TB Testing Requirements
All staff must have a documented negative TB test result on file. The NC requirement:
- Initial TB screening within 30 days of hire
- Annual re-screening thereafter (or per physician recommendation based on risk)
- If a skin test (Mantoux) is used: the reading must be documented within 48–72 hours of administration
- If positive: documentation of chest X-ray clearance and physician review
- QuantiFERON blood test is acceptable in place of skin test
Keep a single binder per staff member with all compliance records: background check, TB test, all training certificates. When a surveyor asks, you hand them the binder — no hunting through folders. Physical organization is half the battle.
What Happens During an Inspection
- Surveyor arrives, shows credentials. Ask to see their identification badge. They're required to provide it.
- Entrance conference. Brief meeting with the administrator. Surveyor explains the purpose and scope.
- Tour of the facility. Physical inspection of common areas, resident rooms, medication room, kitchen, and outdoor spaces.
- Record review. Surveyor pulls resident files, staff files, medication logs, fire drill records. This is where most citations originate. Have your staff records organized and accessible.
- Staff and resident interviews. Surveyors may speak with staff privately and ask residents about their experience. Staff should know their training requirements and be able to locate their own records.
- Exit conference. Surveyor summarizes findings, preliminary deficiencies. You'll receive a formal Statement of Deficiencies within 10 working days.
- Plan of Correction. If deficiencies are cited, you have 10 calendar days to submit a Plan of Correction explaining how each deficiency will be fixed.

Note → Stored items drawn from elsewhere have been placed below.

// Optional lz4 payload compression (size-prepended block format).

use super::error::{Error, Result};
use super::message::Message;
use super::stats::MessageStats;
use std::time::Instant;

pub(crate) fn compress(message: &mut Message, stats: Option<&MessageStats>) -> Result<()> {
    let start = Instant::now();
    let original = message.size();
    let compressed = lz4_flex::compress_prepend_size(message.data());
    let compressed_len = compressed.len();
    message.replace_payload(compressed)?;

    if let Some(stats) = stats {
        stats.record_compress(start.elapsed(), compressed_len, original);
    }
    Ok(())
}

pub(crate) fn decompress(message: &mut Message, stats: Option<&MessageStats>) -> Result<()> {
    let start = Instant::now();
    let compressed_len = message.size();
    let original = lz4_flex::decompress_size_prepended(message.data())
        .map_err(|e| Error::Decompress(e.to_string()))?;
    let original_len = original.len();
    message.replace_payload(original)?;

    if let Some(stats) = stats {
        stats.record_decompress(start.elapsed(), compressed_len, original_len);
    }
    Ok(())
}
// Layout conformance tests for the shared memory wire format.
// Every process mapping a region must agree on these sizes and offsets.
use dmxp_maml::Transport::shm::layout::{
    region_size, slot_stride, BandEntry, RegionHeader, Slot, WireHeader, MAX_PEERS, SLOT_PAYLOAD,
};
use memoffset::offset_of;
use std::mem::{align_of, size_of};

#[test]
fn test_wire_header_layout() {
    let size = size_of::<WireHeader>();
    let align = align_of::<WireHeader>();
    println!(
        "WireHeader => size: {size}, align: {align}, offsets: [message_id:{}, channel:{}, source:{}, tag:{}, flags:{}, payload_len:{}]",
        offset_of!(WireHeader, message_id),
        offset_of!(WireHeader, channel),
        offset_of!(WireHeader, source),
        offset_of!(WireHeader, tag),
        offset_of!(WireHeader, flags),
        offset_of!(WireHeader, payload_len),
    );

    assert_eq!(size, 32);
    assert_eq!(align, align_of::<u64>());
    assert_eq!(offset_of!(WireHeader, message_id), 0);
    assert_eq!(offset_of!(WireHeader, channel), 8);
    assert_eq!(offset_of!(WireHeader, source), 12);
    assert_eq!(offset_of!(WireHeader, tag), 16);
    assert_eq!(offset_of!(WireHeader, flags), 20);
    assert_eq!(offset_of!(WireHeader, payload_len), 24);
    assert_eq!(offset_of!(WireHeader, reserved), 28);
}

#[test]
fn test_slot_layout() {
    assert_eq!(offset_of!(Slot, sequence), 0);
    assert_eq!(offset_of!(Slot, header), 8);
    assert_eq!(offset_of!(Slot, payload), 40);
    assert_eq!(align_of::<Slot>(), 64);
    // header plus payload fill a 4 KiB stride exactly
    assert_eq!(8 + size_of::<WireHeader>() + SLOT_PAYLOAD, 4072);
    assert_eq!(slot_stride(), 4096);
}

#[test]
fn test_band_entry_layout() {
    assert_eq!(align_of::<BandEntry>(), 128);
    assert_eq!(size_of::<BandEntry>() % 128, 0);
    assert_eq!(offset_of!(BandEntry, capacity), 0);
    assert_eq!(offset_of!(BandEntry, band_offset), 8);
    assert_eq!(offset_of!(BandEntry, signal), 16);
    assert_eq!(offset_of!(BandEntry, attached), 20);
    // head and tail never share a cache line
    let tail = offset_of!(BandEntry, tail);
    let head = offset_of!(BandEntry, head);
    assert!(head - tail >= 64, "tail: {tail}, head: {head}");
}

#[test]
fn test_region_header_layout() {
    assert_eq!(align_of::<RegionHeader>(), 128);
    assert_eq!(offset_of!(RegionHeader, magic), 0);
    assert_eq!(offset_of!(RegionHeader, bands) % 128, 0);
    assert!(size_of::<RegionHeader>() >= MAX_PEERS * size_of::<BandEntry>());

    let two_peers = region_size(2, 16);
    assert_eq!(two_peers, size_of::<RegionHeader>() + 2 * 16 * slot_stride());
    assert_eq!(two_peers % 128, 0);
}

How to Prepare Before an Inspection
You won't know the inspection date — but you can maintain permanent readiness. These habits eliminate most citation risk:
- Audit staff records monthly. Any training expiring in the next 45 days gets flagged for renewal scheduling.

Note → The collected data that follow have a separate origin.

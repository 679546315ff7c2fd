use std::sync::atomic::AtomicU32;
use std::time::Duration;

// Shared (non-private) futex operations: the same signal words live in
// process-local mailboxes and in mapped shared memory bands.

#[cfg(target_os = "linux")]
pub fn futex_wait(atomic: &AtomicU32, expected: u32, timeout: Duration) {
    use std::sync::atomic::Ordering;

    // Check condition first to avoid syscall if possible
    if atomic.load(Ordering::Relaxed) != expected {
        return;
    }

    let ts = libc::timespec {
        tv_sec: timeout.as_secs() as libc::time_t,
        tv_nsec: timeout.subsec_nanos() as libc::c_long,
    };

    // EINTR, EAGAIN and ETIMEDOUT all mean "go look again".
    unsafe {
        libc::syscall(
            libc::SYS_futex,
            atomic as *const AtomicU32 as *const u32,
            libc::FUTEX_WAIT,
            expected,
            &ts as *const libc::timespec,
            std::ptr::null::<u32>(),
            0u32,
        );
    }
}

#[cfg(target_os = "linux")]
pub fn futex_wake(atomic: &AtomicU32) {
    unsafe {
        libc::syscall(
            libc::SYS_futex,
            atomic as *const AtomicU32 as *const u32,
            libc::FUTEX_WAKE,
            i32::MAX, // Wake every waiter
            std::ptr::null::<libc::timespec>(),
            std::ptr::null::<u32>(),
            0u32,
        );
    }
}

#[cfg(not(target_os = "linux"))]
pub fn futex_wait(atomic: &AtomicU32, expected: u32, timeout: Duration) {
    use std::sync::atomic::Ordering;

    // Fallback for non-Linux: short sleeps until the word moves or time is up
    let deadline = std::time::Instant::now() + timeout;
    while atomic.load(Ordering::Acquire) == expected && std::time::Instant::now() < deadline {
        std::thread::sleep(Duration::from_micros(50));
    }
}

#[cfg(not(target_os = "linux"))]
pub fn futex_wake(_atomic: &AtomicU32) {
    // No-op on non-Linux
}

- Maintain a master compliance dashboard. Know at a glance which certs are current vs. expiring for every staff member.
- Keep physical binders organized by staff member. Surveyor-ready: background check, TB test, all training certificates together.
- Complete fire drills on schedule. Set a calendar reminder — one per quarter. Document immediately. See our Emergency Preparedness guide for the exact fields every drill log needs.
- Never let a background check lapse before a new hire starts. The 30-day window begins at hire date, not when you get around to it.
If you treat any expiration within 45 days as already expired, you'll never be caught with a lapsed certification at inspection time. The lead time absorbs scheduling delays, course availability, and the fact that DHSR can show up any day.
Common Citation Types and What They Mean
NC DHSR citations are classified by severity:
- Type A (Immediate Jeopardy) — constitutes actual harm or serious risk to residents. Can result in license suspension.
- Type B — not immediate jeopardy but represents a clear regulatory violation. Requires Plan of Correction.
- Type C (Technical) — paperwork or administrative gaps. Lower severity, but still requires correction.
Most first-time training record deficiencies are Type B or C. Type A is rare and usually involves resident care issues, not training paperwork. That said, repeated Type B citations across inspections can lead to enhanced oversight.